The findings, published in the Journal of Clinical Investigation, may also inform future immunotherapy strategies for patients who don't respond to standard treatment options.
In solid tumors, cancer-associated fibroblasts (CAFs)—cells that form connective tissue—contribute to tumor formation and growth. CAFs have been known to reside in many solid tumor cancers and form a barrier around cancer cells to prevent them from being detected by T-cells.
Recent work has shown that CAFs are also present in glioblastoma, the most common and most aggressive primary brain cancer. This discovery prompted Heimberger's team to investigate whether CAFs are a function of glioma grade or aggressiveness.
In collaboration with Michael DeCuypere, MD, Ph.D., assistant professor of Neurological Surgery in the Division of Pediatric Neurosurgery, the investigators used RNA sequencing to measure CAF frequency in low- and high-grade pediatric gliomas.
In high-grade gliomas, the investigators identified a higher frequency of a subtype of CAFs—immune modulatory cancer-associated fibroblasts.
"This study represents a unique look into the tumor microenvironment of pediatric high-grade gliomas, a previously understudied entity, and may open new avenues for immune-mediated therapy," DeCuypere said.

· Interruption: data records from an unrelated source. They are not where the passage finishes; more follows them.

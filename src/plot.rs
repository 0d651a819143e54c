use std::ops::Range;
use std::path::PathBuf;

use derive_builder::Builder;
use log::info;

use crate::error::{Error, Result};
use crate::waveform::SimulationResult;

#[derive(Debug, Clone, Builder)]
#[builder(derive(Debug))]
pub struct PlotParams {
    pub output_path: PathBuf,
    #[builder(setter(into), default = "String::from(\"Transient response\")")]
    pub title: String,
    /// Image size in pixels.
    #[builder(default = "(1920, 1080)")]
    pub size: (u32, u32),
}

impl PlotParams {
    #[inline]
    pub fn builder() -> PlotParamsBuilder {
        PlotParamsBuilder::default()
    }
}

fn plot_err(e: impl std::fmt::Display) -> Error {
    Error::Plot(e.to_string())
}

/// Range of `xs`, widened when all samples are equal.
fn span<'a>(xs: impl IntoIterator<Item = &'a f64>) -> Range<f64> {
    let (lo, hi) = xs
        .into_iter()
        .filter(|x| x.is_finite())
        .fold((f64::INFINITY, f64::NEG_INFINITY), |(lo, hi), &x| {
            (lo.min(x), hi.max(x))
        });
    if lo > hi {
        return 0.0..1.0;
    }
    let pad = if hi > lo { (hi - lo) * 0.05 } else { 0.1 };
    (lo - pad)..(hi + pad)
}

/// Renders every trace of `data` against its time axis as a PNG.
pub fn plot_result(data: &SimulationResult, params: &PlotParams) -> Result<()> {
    use plotters::prelude::*;

    if data.is_empty() {
        return Err(Error::Plot("no waveforms to plot".to_string()));
    }

    let t_range = span(&data.time);
    let t_range = (t_range.start.max(0.0))..t_range.end;
    let y_range = span(data.waveforms.values().flatten());

    let root = BitMapBackend::new(&params.output_path, params.size).into_drawing_area();
    root.fill(&WHITE).map_err(plot_err)?;

    let mut chart = ChartBuilder::on(&root)
        .x_label_area_size(35)
        .y_label_area_size(40)
        .margin(5)
        .caption(&params.title, ("sans-serif", 40.0).into_font())
        .build_cartesian_2d(t_range, y_range)
        .map_err(plot_err)?;

    chart
        .configure_mesh()
        .disable_x_mesh()
        .disable_y_mesh()
        .x_desc("Time (s)")
        .y_desc("Voltage (V)")
        .draw()
        .map_err(plot_err)?;

    for (i, trace) in data.traces().enumerate() {
        let color = Palette99::pick(i).to_rgba();
        chart
            .draw_series(LineSeries::new(
                trace.t.iter().copied().zip(trace.y.iter().copied()),
                color.stroke_width(2),
            ))
            .map_err(plot_err)?
            .label(trace.name)
            .legend(move |(x, y)| PathElement::new(vec![(x, y), (x + 20, y)], color));
    }

    chart
        .configure_series_labels()
        .background_style(WHITE.mix(0.8))
        .border_style(BLACK)
        .draw()
        .map_err(plot_err)?;

    root.present().map_err(plot_err)?;
    info!("waveforms plotted to {:?}", &params.output_path);

    Ok(())
}

#[cfg(test)]
mod tests {
    use super::*;

    #[test]
    fn builder_fills_defaults() {
        let params = PlotParams::builder()
            .output_path(PathBuf::from("out.png"))
            .build()
            .unwrap();
        assert_eq!(params.size, (1920, 1080));
        assert_eq!(params.title, "Transient response");
        assert!(PlotParams::builder().title("x").build().is_err());
    }

    #[test]
    fn empty_result_is_not_plotted() {
        let dir = tempfile::tempdir().unwrap();
        let params = PlotParams::builder()
            .output_path(dir.path().join("empty.png"))
            .build()
            .unwrap();
        let err = plot_result(&SimulationResult::default(), &params).unwrap_err();
        assert!(matches!(err, Error::Plot(_)));
        assert!(!params.output_path.exists());
    }

    #[test]
    fn span_pads_flat_and_ignores_non_finite() {
        let r = span(&[1.0, 1.0, f64::NAN]);
        assert!(r.start < 1.0 && r.end > 1.0);
        let r = span(&[0.0, 10.0]);
        approx::assert_relative_eq!(r.start, -0.5);
        approx::assert_relative_eq!(r.end, 10.5);
        assert_eq!(span(&[]), 0.0..1.0);
    }
}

Multiplex staining revealed that these high-frequency CAFS were embedded in and produced collagen, which promotes tumor growth by triggering immunosuppressive mechanisms.
"These cancer-associated fibroblasts produce and are embedded in collagen, and this collagen contributes to the stiffness of the tumor," Heimberger said.
Next, by analyzing single-cell RNA sequencing data from both pediatric low and high-grade gliomas, the investigators discovered that myeloid cells express an established immunosuppressive inhibitor, the LAIR1 protein, which is a key receptor for collagen. This receptor activates an immune inhibitory signal in myeloid cells (blood cells derived from bone marrow), which are frequent in gliomas, causing the myeloid cells to become unresponsive.
According to Heimberger, the findings could inform a new immunotherapy strategy for patients who don't respond to traditional immune checkpoint inhibitors.
"Since the expression of PD-1 and PD-L1 in gliomas is very low and since these tumors do not typically respond to these types of immunotherapy, we have a new target that we can therapeutically consider," Heimberger said.
Shashwat Tripathi, a student in the Medical Scientist Training Program (MSTP), and Hinda Najem, MD, MS, a postdoctoral fellow in the Heimberger laboratory, were co-lead authors of the study.